正如评论员对原始 post 的建议,我缺少一个显式连接,因为 joinedload 不会替换它,而只是告诉应该预加载哪些字段。
(
self.db.query(self.orm_contact_class)
.join(self.orm_contact_class.__dict__[self.access_from_contact_to_company]) # added this line
.options(
load_only(
self.orm_contact_class.id,
self.orm_contact_class.name,
self.orm_contact_class.email_attempts_dict,
),
joinedload(
self.orm_contact_class.__dict__[self.access_from_contact_to_company]
).load_only(self.orm_company_class.domain)
)
.where(
self.orm_contact_class.email == None,
self.orm_contact_class.name != None,
self.orm_company_class.domain != None,
catch_all_conditions
)
)
我 运行正在我的一个 类 中跟踪查询,它采用 ORM 类 以便它可以与几个类似的表一起工作。
(
self.db.query(self.orm_contact_class)
.options(
load_only(
self.orm_contact_class.id,
self.orm_contact_class.name,
self.orm_contact_class.email_attempts_dict,
),
joinedload(
self.orm_contact_class.__dict__[self.access_from_contact_to_company]

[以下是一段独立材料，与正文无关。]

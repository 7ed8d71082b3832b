//! Typed errors for the ingestion pipeline.
//!
//! Uses `thiserror` for library errors (not `anyhow`) to provide
//! strongly-typed, composable error handling. Validation and conflict
//! errors carry a machine-readable reason so operators can distinguish
//! "bad request" from "state already changed by someone else".

use thiserror::Error;

/// Errors that can occur during pipeline operations.
#[derive(Debug, Error)]
pub enum IngestError {
    /// Malformed or policy-disallowed input, rejected before any mutation
    #[error("validation failed: {reason}")]
    Validation { reason: String },

    /// Transition not permitted by the current state, or a structural
    /// merge conflict. No mutation was applied.
    #[error("conflict: {reason}")]
    Conflict { reason: String },

    /// Unknown entity id
    #[error("{entity} not found: {id}")]
    NotFound { entity: &'static str, id: String },

    /// Datastore unavailable or failed; surfaced to the caller, retry is
    /// the caller's responsibility
    #[error("storage error: {0}")]
    Storage(#[from] sqlx::Error),

    /// JSON parsing error
    #[error("JSON parse error: {0}")]
    JsonParse(#[from] serde_json::Error),
}

impl IngestError {
    pub fn validation(reason: impl Into<String>) -> Self {
        IngestError::Validation {
            reason: reason.into(),
        }
    }

    pub fn conflict(reason: impl Into<String>) -> Self {
        IngestError::Conflict {
            reason: reason.into(),
        }
    }

    pub fn not_found(entity: &'static str, id: impl ToString) -> Self {
        IngestError::NotFound {
            entity,
            id: id.to_string(),
        }
    }

    /// Whether this error is a state conflict (as opposed to bad input).
    pub fn is_conflict(&self) -> bool {
        matches!(self, IngestError::Conflict { .. })
    }
}

/// Result type alias for pipeline operations.
pub type Result<T> = std::result::Result<T, IngestError>;
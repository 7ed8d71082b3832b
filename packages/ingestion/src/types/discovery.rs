//! Discovery and evidence records.
//!
//! A discovery is an immutable, append-only record of "something was
//! found". `(origin, external_id)` is unique; re-submission is
//! idempotent and returns the existing record. Evidence rows are
//! pointers to raw source material, never inline content.

use chrono::{DateTime, Utc};
use serde::{Deserialize, Serialize};
use sqlx::sqlite::SqliteConnection;
use sqlx::types::Json;
use sqlx::FromRow;
use uuid::Uuid;

use crate::error::{IngestError, Result};

/// Immutable record of a raw find reported by a producer.
#[derive(Debug, Clone, Serialize, Deserialize, FromRow)]
pub struct Discovery {
    pub id: Uuid,
    pub origin: String,
    pub external_id: String,
    pub url: Option<String>,
    pub normalized_url: Option<String>,
    pub content_hash: Option<String>,
    pub hints: Json<serde_json::Value>,
    pub metadata: Json<serde_json::Value>,
    pub discovered_at: DateTime<Utc>,
}

/// Producer-supplied fields for a new discovery.
#[derive(Debug, Clone, Serialize, Deserialize)]
pub struct NewDiscovery {
    pub origin: String,
    pub external_id: String,
    pub url: Option<String>,
    #[serde(default)]
    pub hints: serde_json::Value,
    #[serde(default)]
    pub metadata: serde_json::Value,
}

impl Discovery {
    /// Insert a discovery, or return the existing row for the same
    /// `(origin, external_id)`. The boolean is true when a row was created.
    ///
    /// Insert-first: the unique index decides, so a racing duplicate
    /// submission resolves to the existing row instead of an error.
    pub async fn insert_idempotent(
        conn: &mut SqliteConnection,
        new: &NewDiscovery,
        normalized_url: Option<String>,
        content_hash: Option<String>,
    ) -> Result<(Self, bool)> {
        let inserted = sqlx::query_as::<_, Self>(
            r#"
            INSERT INTO discoveries
                (id, origin, external_id, url, normalized_url, content_hash,
                 hints, metadata, discovered_at)
            VALUES ($1, $2, $3, $4, $5, $6, $7, $8, $9)
            RETURNING id, origin, external_id, url, normalized_url, content_hash,
                      hints, metadata, discovered_at
            "#,
        )
        .bind(Uuid::now_v7())
        .bind(&new.origin)
        .bind(&new.external_id)
        .bind(&new.url)
        .bind(normalized_url)
        .bind(content_hash)
        .bind(Json(new.hints.clone()))
        .bind(Json(new.metadata.clone()))
        .bind(Utc::now())
        .fetch_one(&mut *conn)
        .await;

        match inserted {
            Ok(discovery) => Ok((discovery, true)),
            Err(sqlx::Error::Database(db_err)) if db_err.is_unique_violation() => {
                let existing = Self::find_by_origin(conn, &new.origin, &new.external_id)
                    .await?
                    .ok_or_else(|| {
                        IngestError::conflict(format!(
                            "discovery ({}, {}) vanished mid-race",
                            new.origin, new.external_id
                        ))
                    })?;
                Ok((existing, false))
            }
            Err(other) => Err(other.into()),
        }
    }

    pub async fn find_by_id(conn: &mut SqliteConnection, id: Uuid) -> Result<Self> {
        sqlx::query_as::<_, Self>(
            r#"
            SELECT id, origin, external_id, url, normalized_url, content_hash,
                   hints, metadata, discovered_at
            FROM discoveries
            WHERE id = $1
            "#,
        )
        .bind(id)
        .fetch_optional(conn)
        .await?
        .ok_or_else(|| IngestError::not_found("discovery", id))
    }

    pub async fn find_by_origin(
        conn: &mut SqliteConnection,
        origin: &str,
        external_id: &str,
    ) -> Result<Option<Self>> {
        let discovery = sqlx::query_as::<_, Self>(
            r#"
            SELECT id, origin, external_id, url, normalized_url, content_hash,
                   hints, metadata, discovered_at
            FROM discoveries
            WHERE origin = $1 AND external_id = $2
            "#,
        )
        .bind(origin)
        .bind(external_id)
        .fetch_optional(conn)
        .await?;

        Ok(discovery)
    }

    /// Trust-level hint supplied by the producer, if any.
    pub fn trust_level_hint(&self) -> Option<&str> {
        self.hints.0.get("trust_level").and_then(|v| v.as_str())
    }
}

/// Pointer-stored artifact associated with one discovery.
#[derive(Debug, Clone, Serialize, Deserialize, FromRow)]
pub struct Evidence {
    pub id: Uuid,
    pub discovery_id: Uuid,
    pub kind: String,
    pub storage_ref: String,
    pub created_at: DateTime<Utc>,
}

impl Evidence {
    pub async fn insert(
        conn: &mut SqliteConnection,
        discovery_id: Uuid,
        kind: &str,
        storage_ref: &str,
    ) -> Result<Self> {
        let evidence = sqlx::query_as::<_, Self>(
            r#"
            INSERT INTO evidence (id, discovery_id, kind, storage_ref, created_at)
            VALUES ($1, $2, $3, $4, $5)
            RETURNING id, discovery_id, kind, storage_ref, created_at
            "#,
        )
        .bind(Uuid::now_v7())
        .bind(discovery_id)
        .bind(kind)
        .bind(storage_ref)
        .bind(Utc::now())
        .fetch_one(conn)
        .await?;

        Ok(evidence)
    }

    pub async fn list_for_discovery(
        conn: &mut SqliteConnection,
        discovery_id: Uuid,
    ) -> Result<Vec<Self>> {
        let evidence = sqlx::query_as::<_, Self>(
            r#"
            SELECT id, discovery_id, kind, storage_ref, created_at
            FROM evidence
            WHERE discovery_id = $1
            ORDER BY created_at ASC
            "#,
        )
        .bind(discovery_id)
        .fetch_all(conn)
        .await?;

        Ok(evidence)
    }
}
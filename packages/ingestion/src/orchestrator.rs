//! Extraction projection orchestrator.
//!
//! Turns a finished extraction into catalogue effects: candidate
//! projection, dedupe scoring, policy resolution, merge routing and
//! lifecycle application all happen inside one transaction, keyed to
//! the job's lease. If anything fails, the job stays claimed and the
//! catalogue is untouched.

use chrono::{Duration, Utc};
use sqlx::sqlite::SqliteConnection;
use sqlx::types::Json;
use tracing::info;
use uuid::Uuid;

use crate::dedupe::{self, CandidateSignals, CatalogueMatch};
use crate::error::{IngestError, Result};
use crate::lifecycle;
use crate::router::{self, MergeAction, MergeDecision};
use crate::store::Store;
use crate::types::job::JOB_COLUMNS;
use crate::types::{
    Actor, Candidate, CandidateState, Discovery, EffectivePolicy, Job, JobInput, Posting,
    PostingFields, PostingStatus, ProvenanceEvent, TrustLevel,
};

/// How many recent live postings are fetched for similarity comparison.
const COMPARISON_WINDOW: i64 = 50;

/// Payload a worker reports for a finished extraction.
#[derive(Debug, Clone, serde::Serialize, serde::Deserialize)]
pub struct ExtractResult {
    pub fields: PostingFields,
    #[serde(default)]
    pub entities: Vec<String>,
    #[serde(default)]
    pub contact_domain: Option<String>,
    /// Extraction module that produced the fields, for policy scoping.
    #[serde(default)]
    pub module_id: Option<String>,
}

/// What the projection did with the candidate.
#[derive(Debug, Clone)]
pub struct ProjectionOutcome {
    pub candidate: Candidate,
    pub decision: Option<MergeDecision>,
    /// Set when the candidate was merged away into an existing one.
    pub merged_into: Option<Uuid>,
}

/// Coordinates the extract-to-catalogue projection.
#[derive(Clone)]
pub struct Orchestrator {
    store: Store,
    freshness_window_hours: i64,
}
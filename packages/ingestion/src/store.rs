//! SQLite-backed datastore.
//!
//! The datastore is the sole source of mutual exclusion for the engine:
//! job claims are atomic conditional updates, and every orchestrated
//! projection runs inside a single transaction on this pool.
//!
//! # Example URLs
//! - `sqlite::memory:` - In-memory database (ephemeral, testing)
//! - `sqlite:pipeline.db?mode=rwc` - File-based, create if not exists

use sqlx::sqlite::{Sqlite, SqlitePool, SqlitePoolOptions};
use sqlx::Transaction;

use crate::error::Result;

/// Shared handle to the engine's SQLite pool.
#[derive(Clone)]
pub struct Store {
    pool: SqlitePool,
}

impl Store {
    /// Connect to the given database URL and run migrations.
    pub async fn connect(database_url: &str) -> Result<Self> {
        let pool = SqlitePoolOptions::new()
            .max_connections(5)
            .connect(database_url)
            .await?;

        let store = Self { pool };
        store.run_migrations().await?;
        Ok(store)
    }

    /// Create an in-memory store (for testing).
    ///
    /// Capped at one connection so every handle sees the same database.
    pub async fn in_memory() -> Result<Self> {
        let pool = SqlitePoolOptions::new()
            .max_connections(1)
            .connect("sqlite::memory:")
            .await?;

        let store = Self { pool };
        store.run_migrations().await?;
        Ok(store)
    }

    /// The underlying connection pool.
    pub fn pool(&self) -> &SqlitePool {
        &self.pool
    }

    /// Begin a transaction for an orchestrated, all-or-nothing effect.
    pub async fn begin(&self) -> Result<Transaction<'_, Sqlite>> {
        Ok(self.pool.begin().await?)
    }

    /// Create the schema if it does not exist yet.
    async fn run_migrations(&self) -> Result<()> {
        sqlx::query(
            r#"
            CREATE TABLE IF NOT EXISTS discoveries (
                id BLOB PRIMARY KEY,
                origin TEXT NOT NULL,
                external_id TEXT NOT NULL,
                url TEXT,
                normalized_url TEXT,
                content_hash TEXT,
                hints TEXT NOT NULL DEFAULT '{}',
                metadata TEXT NOT NULL DEFAULT '{}',
                discovered_at TEXT NOT NULL,
                UNIQUE (origin, external_id)
            );

            CREATE INDEX IF NOT EXISTS idx_discoveries_content_hash
                ON discoveries(content_hash);
            "#,
        )
        .execute(&self.pool)
        .await?;

        sqlx::query(
            r#"
            CREATE TABLE IF NOT EXISTS evidence (
                id BLOB PRIMARY KEY,
                discovery_id BLOB NOT NULL REFERENCES discoveries(id),
                kind TEXT NOT NULL,
                storage_ref TEXT NOT NULL,
                created_at TEXT NOT NULL
            );

            CREATE INDEX IF NOT EXISTS idx_evidence_discovery
                ON evidence(discovery_id);
            "#,
        )
        .execute(&self.pool)
        .await?;

        sqlx::query(
            r#"
            CREATE TABLE IF NOT EXISTS jobs (
                id BLOB PRIMARY KEY,
                kind TEXT NOT NULL,
                target_type TEXT NOT NULL,
                target_id BLOB NOT NULL,
                dedupe_key TEXT NOT NULL,
                status TEXT NOT NULL DEFAULT 'queued',
                attempt INTEGER NOT NULL DEFAULT 0,
                max_attempts INTEGER NOT NULL DEFAULT 3,
                next_run_at TEXT,
                lease_expires_at TEXT,
                worker_id TEXT,
                input TEXT NOT NULL DEFAULT '{}',
                result TEXT,
                error_message TEXT,
                error_kind TEXT,
                created_at TEXT NOT NULL,
                updated_at TEXT NOT NULL
            );

            CREATE INDEX IF NOT EXISTS idx_jobs_status_kind ON jobs(status, kind);
            CREATE INDEX IF NOT EXISTS idx_jobs_lease ON jobs(lease_expires_at)
                WHERE status = 'claimed';
            CREATE UNIQUE INDEX IF NOT EXISTS idx_jobs_live_dedupe ON jobs(dedupe_key)
                WHERE status IN ('queued', 'claimed');
            "#,
        )
        .execute(&self.pool)
        .await?;

        sqlx::query(
            r#"
            CREATE TABLE IF NOT EXISTS candidates (
                id BLOB PRIMARY KEY,
                state TEXT NOT NULL DEFAULT 'discovered',
                source_key TEXT NOT NULL,
                confidence REAL,
                risk_flags TEXT NOT NULL DEFAULT '[]',
                snapshot TEXT,
                moderation_route TEXT,
                posting_id BLOB,
                created_at TEXT NOT NULL,
                updated_at TEXT NOT NULL
            );

            CREATE INDEX IF NOT EXISTS idx_candidates_state ON candidates(state);
            CREATE INDEX IF NOT EXISTS idx_candidates_source ON candidates(source_key);

            CREATE TABLE IF NOT EXISTS candidate_discoveries (
                candidate_id BLOB NOT NULL REFERENCES candidates(id),
                discovery_id BLOB NOT NULL REFERENCES discoveries(id),
                PRIMARY KEY (candidate_id, discovery_id)
            );

            CREATE INDEX IF NOT EXISTS idx_candidate_discoveries_discovery
                ON candidate_discoveries(discovery_id);
            "#,
        )
        .execute(&self.pool)
        .await?;

        sqlx::query(
            r#"
            CREATE TABLE IF NOT EXISTS postings (
                id BLOB PRIMARY KEY,
                candidate_id BLOB NOT NULL REFERENCES candidates(id),
                status TEXT NOT NULL DEFAULT 'active',
                title TEXT NOT NULL,
                organization TEXT NOT NULL,
                url TEXT,
                location TEXT,
                tags TEXT NOT NULL DEFAULT '[]',
                deadline TEXT,
                description TEXT,
                content_hash TEXT,
                normalized_url TEXT,
                last_seen_at TEXT NOT NULL,
                created_at TEXT NOT NULL,
                updated_at TEXT NOT NULL
            );

            CREATE INDEX IF NOT EXISTS idx_postings_status ON postings(status);
            CREATE INDEX IF NOT EXISTS idx_postings_content_hash ON postings(content_hash);
            CREATE INDEX IF NOT EXISTS idx_postings_normalized_url ON postings(normalized_url);
            "#,
        )
        .execute(&self.pool)
        .await?;

        sqlx::query(
            r#"
            CREATE TABLE IF NOT EXISTS trust_policies (
                policy_key TEXT PRIMARY KEY,
                trust_level TEXT NOT NULL,
                auto_publish INTEGER NOT NULL DEFAULT 0,
                requires_moderation INTEGER NOT NULL DEFAULT 1,
                merge_decision_actions TEXT NOT NULL DEFAULT '{}',
                merge_decision_reasons TEXT NOT NULL DEFAULT '{}',
                moderation_routes TEXT NOT NULL DEFAULT '{}',
                default_moderation_route TEXT,
                enabled INTEGER NOT NULL DEFAULT 1,
                created_at TEXT NOT NULL,
                updated_at TEXT NOT NULL
            );
            "#,
        )
        .execute(&self.pool)
        .await?;

        sqlx::query(
            r#"
            CREATE TABLE IF NOT EXISTS provenance_events (
                id BLOB PRIMARY KEY,
                entity_type TEXT NOT NULL,
                entity_id BLOB NOT NULL,
                event_type TEXT NOT NULL,
                actor_type TEXT NOT NULL,
                actor_id TEXT NOT NULL,
                payload TEXT NOT NULL DEFAULT '{}',
                created_at TEXT NOT NULL
            );

            CREATE INDEX IF NOT EXISTS idx_provenance_entity
                ON provenance_events(entity_type, entity_id);
            "#,
        )
        .execute(&self.pool)
        .await?;

        Ok(())
    }
}
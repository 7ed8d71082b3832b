//! Data model records and their persistence helpers.

pub mod actor;
pub mod candidate;
pub mod discovery;
pub mod event;
pub mod job;
pub mod policy;
pub mod posting;

pub use actor::Actor;
pub use candidate::{Candidate, CandidateState};
pub use discovery::{Discovery, Evidence, NewDiscovery};
pub use event::ProvenanceEvent;
pub use job::{Job, JobErrorKind, JobInput, JobKind, JobStatus};
pub use policy::{EffectivePolicy, SourceTrustPolicy, TrustLevel};
pub use posting::{Posting, PostingFields, PostingStatus};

).load_only(self.orm_company_class.domain)
)
.where(
self.orm_contact_class.email == None,
self.orm_contact_class.name != None,
self.orm_company_class.domain != None,
catch_all_conditions
)
)
这导致了这个可怕的查询:
SELECT test.crunchbase_people.id AS test_crunchbase_people_id,
test.crunchbase_people.name AS test_crunchbase_people_name,
test.crunchbase_people.email_attempts_dict AS test_crunchbase_people_email_attempts_dict,
crunchbase_companies_1.id AS crunchbase_companies_1_id,
crunchbase_companies_1.domain AS crunchbase_companies_1_domain
FROM test.crunchbase_companies,
test.crunchbase_people
LEFT OUTER JOIN (
test.crunchbase_people_crunchbase_companies AS crunchbase_people_crunchbase_companies_1
JOIN test.crunchbase_companies AS crunchbase_companies_1
ON crunchbase_companies_1.id = crunchbase_people_crunchbase_companies_1.crunchbase_companies_id)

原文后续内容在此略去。